===== Data excerpts =====
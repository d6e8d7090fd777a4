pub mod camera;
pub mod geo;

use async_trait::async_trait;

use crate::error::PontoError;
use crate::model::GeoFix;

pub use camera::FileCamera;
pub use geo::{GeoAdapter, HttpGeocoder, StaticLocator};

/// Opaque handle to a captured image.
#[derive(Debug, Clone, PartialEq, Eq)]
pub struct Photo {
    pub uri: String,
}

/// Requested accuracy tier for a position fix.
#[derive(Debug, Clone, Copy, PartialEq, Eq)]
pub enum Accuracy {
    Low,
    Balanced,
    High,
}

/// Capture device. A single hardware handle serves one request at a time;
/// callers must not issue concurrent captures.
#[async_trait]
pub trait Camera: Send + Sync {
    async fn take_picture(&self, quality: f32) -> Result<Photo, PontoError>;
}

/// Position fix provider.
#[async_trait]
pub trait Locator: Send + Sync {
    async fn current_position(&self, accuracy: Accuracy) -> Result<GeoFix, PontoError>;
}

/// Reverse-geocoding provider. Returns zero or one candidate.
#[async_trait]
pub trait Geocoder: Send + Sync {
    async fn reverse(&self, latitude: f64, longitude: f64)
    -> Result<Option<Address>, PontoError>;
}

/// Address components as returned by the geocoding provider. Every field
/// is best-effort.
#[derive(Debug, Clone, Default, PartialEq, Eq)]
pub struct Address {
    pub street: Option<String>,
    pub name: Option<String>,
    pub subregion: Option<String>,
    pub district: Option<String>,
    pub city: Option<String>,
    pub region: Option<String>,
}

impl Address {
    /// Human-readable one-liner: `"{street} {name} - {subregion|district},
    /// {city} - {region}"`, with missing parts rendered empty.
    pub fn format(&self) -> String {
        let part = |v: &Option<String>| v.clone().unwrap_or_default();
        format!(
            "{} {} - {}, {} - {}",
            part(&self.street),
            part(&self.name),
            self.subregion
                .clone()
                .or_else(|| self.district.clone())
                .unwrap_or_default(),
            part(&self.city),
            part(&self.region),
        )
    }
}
=====
===== Data excerpts =====
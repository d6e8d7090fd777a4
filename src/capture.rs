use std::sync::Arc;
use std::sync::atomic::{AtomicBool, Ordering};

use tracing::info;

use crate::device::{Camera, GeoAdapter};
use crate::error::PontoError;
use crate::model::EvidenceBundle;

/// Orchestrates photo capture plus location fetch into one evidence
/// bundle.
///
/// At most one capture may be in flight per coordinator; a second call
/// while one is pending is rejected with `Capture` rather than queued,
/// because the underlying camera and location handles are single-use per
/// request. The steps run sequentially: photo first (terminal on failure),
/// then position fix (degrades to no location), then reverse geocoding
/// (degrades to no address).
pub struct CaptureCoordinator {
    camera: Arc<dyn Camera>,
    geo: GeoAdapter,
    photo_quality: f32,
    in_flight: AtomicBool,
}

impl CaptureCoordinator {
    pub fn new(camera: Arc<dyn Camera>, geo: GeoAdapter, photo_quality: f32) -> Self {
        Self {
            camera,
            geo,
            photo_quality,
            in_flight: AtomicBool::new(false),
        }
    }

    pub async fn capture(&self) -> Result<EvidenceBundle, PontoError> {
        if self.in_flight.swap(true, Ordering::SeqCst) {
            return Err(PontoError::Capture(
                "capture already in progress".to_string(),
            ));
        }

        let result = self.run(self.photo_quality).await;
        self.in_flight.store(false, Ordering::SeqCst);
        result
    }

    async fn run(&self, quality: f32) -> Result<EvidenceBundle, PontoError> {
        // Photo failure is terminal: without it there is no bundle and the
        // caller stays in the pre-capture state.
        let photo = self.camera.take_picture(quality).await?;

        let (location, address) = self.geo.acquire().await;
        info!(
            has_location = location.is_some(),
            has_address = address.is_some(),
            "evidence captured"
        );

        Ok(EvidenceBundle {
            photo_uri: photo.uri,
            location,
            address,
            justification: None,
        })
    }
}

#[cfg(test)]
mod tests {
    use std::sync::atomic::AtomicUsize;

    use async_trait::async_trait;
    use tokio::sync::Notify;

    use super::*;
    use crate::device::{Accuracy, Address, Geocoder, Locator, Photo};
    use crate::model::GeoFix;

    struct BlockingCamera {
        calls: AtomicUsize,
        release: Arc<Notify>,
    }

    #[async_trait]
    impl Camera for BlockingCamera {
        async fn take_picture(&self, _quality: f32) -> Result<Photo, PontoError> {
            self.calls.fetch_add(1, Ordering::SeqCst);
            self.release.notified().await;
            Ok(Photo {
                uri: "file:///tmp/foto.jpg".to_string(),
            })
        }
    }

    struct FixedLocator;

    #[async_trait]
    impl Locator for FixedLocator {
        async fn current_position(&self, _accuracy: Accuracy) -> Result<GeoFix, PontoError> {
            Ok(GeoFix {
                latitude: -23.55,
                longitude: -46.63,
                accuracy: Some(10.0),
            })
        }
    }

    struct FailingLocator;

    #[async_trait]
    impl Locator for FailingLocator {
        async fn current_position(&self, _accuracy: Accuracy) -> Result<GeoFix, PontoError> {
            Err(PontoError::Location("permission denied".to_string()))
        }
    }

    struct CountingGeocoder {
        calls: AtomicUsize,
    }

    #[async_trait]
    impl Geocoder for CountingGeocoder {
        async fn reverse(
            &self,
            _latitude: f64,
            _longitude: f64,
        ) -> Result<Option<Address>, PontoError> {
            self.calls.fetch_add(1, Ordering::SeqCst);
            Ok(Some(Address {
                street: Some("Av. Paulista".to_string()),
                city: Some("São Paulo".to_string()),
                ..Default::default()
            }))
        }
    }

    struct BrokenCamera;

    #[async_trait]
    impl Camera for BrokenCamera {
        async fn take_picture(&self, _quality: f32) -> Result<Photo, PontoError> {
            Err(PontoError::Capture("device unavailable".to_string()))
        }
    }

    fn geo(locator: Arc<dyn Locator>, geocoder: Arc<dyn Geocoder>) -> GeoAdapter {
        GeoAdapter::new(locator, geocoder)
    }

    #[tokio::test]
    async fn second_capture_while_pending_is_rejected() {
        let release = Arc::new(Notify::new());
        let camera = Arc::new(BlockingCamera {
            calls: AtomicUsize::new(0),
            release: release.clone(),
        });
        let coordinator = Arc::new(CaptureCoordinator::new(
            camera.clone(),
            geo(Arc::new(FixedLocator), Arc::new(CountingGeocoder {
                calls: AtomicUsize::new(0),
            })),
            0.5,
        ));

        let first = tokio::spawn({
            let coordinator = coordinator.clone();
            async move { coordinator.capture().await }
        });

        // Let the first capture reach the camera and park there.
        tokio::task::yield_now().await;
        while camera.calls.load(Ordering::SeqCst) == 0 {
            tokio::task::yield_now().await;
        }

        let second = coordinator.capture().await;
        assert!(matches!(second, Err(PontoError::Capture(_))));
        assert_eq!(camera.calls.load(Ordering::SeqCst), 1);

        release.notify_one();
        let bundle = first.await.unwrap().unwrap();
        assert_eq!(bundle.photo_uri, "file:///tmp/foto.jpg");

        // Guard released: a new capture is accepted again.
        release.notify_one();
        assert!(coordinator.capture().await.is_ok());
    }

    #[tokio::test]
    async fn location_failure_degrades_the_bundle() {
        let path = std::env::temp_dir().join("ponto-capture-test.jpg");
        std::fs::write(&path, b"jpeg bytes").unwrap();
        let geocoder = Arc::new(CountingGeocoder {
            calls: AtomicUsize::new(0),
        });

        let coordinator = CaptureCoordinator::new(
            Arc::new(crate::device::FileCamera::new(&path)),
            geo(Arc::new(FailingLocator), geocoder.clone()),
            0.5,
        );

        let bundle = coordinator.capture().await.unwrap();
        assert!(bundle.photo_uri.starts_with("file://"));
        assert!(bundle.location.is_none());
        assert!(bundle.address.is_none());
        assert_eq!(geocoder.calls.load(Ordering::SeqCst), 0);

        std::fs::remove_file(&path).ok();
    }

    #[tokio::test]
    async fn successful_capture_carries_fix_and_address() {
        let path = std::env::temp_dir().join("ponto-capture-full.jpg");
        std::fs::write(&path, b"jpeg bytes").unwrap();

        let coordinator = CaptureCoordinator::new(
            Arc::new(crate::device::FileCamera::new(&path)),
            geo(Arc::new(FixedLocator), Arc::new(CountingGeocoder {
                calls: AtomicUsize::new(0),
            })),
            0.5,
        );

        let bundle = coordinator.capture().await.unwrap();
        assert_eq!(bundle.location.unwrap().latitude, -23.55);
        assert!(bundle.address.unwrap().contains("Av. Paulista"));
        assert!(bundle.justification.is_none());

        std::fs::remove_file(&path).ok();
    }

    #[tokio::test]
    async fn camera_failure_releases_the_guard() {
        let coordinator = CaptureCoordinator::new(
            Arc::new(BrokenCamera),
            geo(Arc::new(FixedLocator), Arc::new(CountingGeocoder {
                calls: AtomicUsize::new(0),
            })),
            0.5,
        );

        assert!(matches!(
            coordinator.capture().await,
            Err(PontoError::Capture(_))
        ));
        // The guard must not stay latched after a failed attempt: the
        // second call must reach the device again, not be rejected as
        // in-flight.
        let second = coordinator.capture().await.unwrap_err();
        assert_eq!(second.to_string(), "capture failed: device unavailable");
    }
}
=====
The problem
Check each line above for the string "single" and copy every line that has it.

Exercise solution
/// Capture device. A single hardware handle serves one request at a time;
/// because the underlying camera and location handles are single-use per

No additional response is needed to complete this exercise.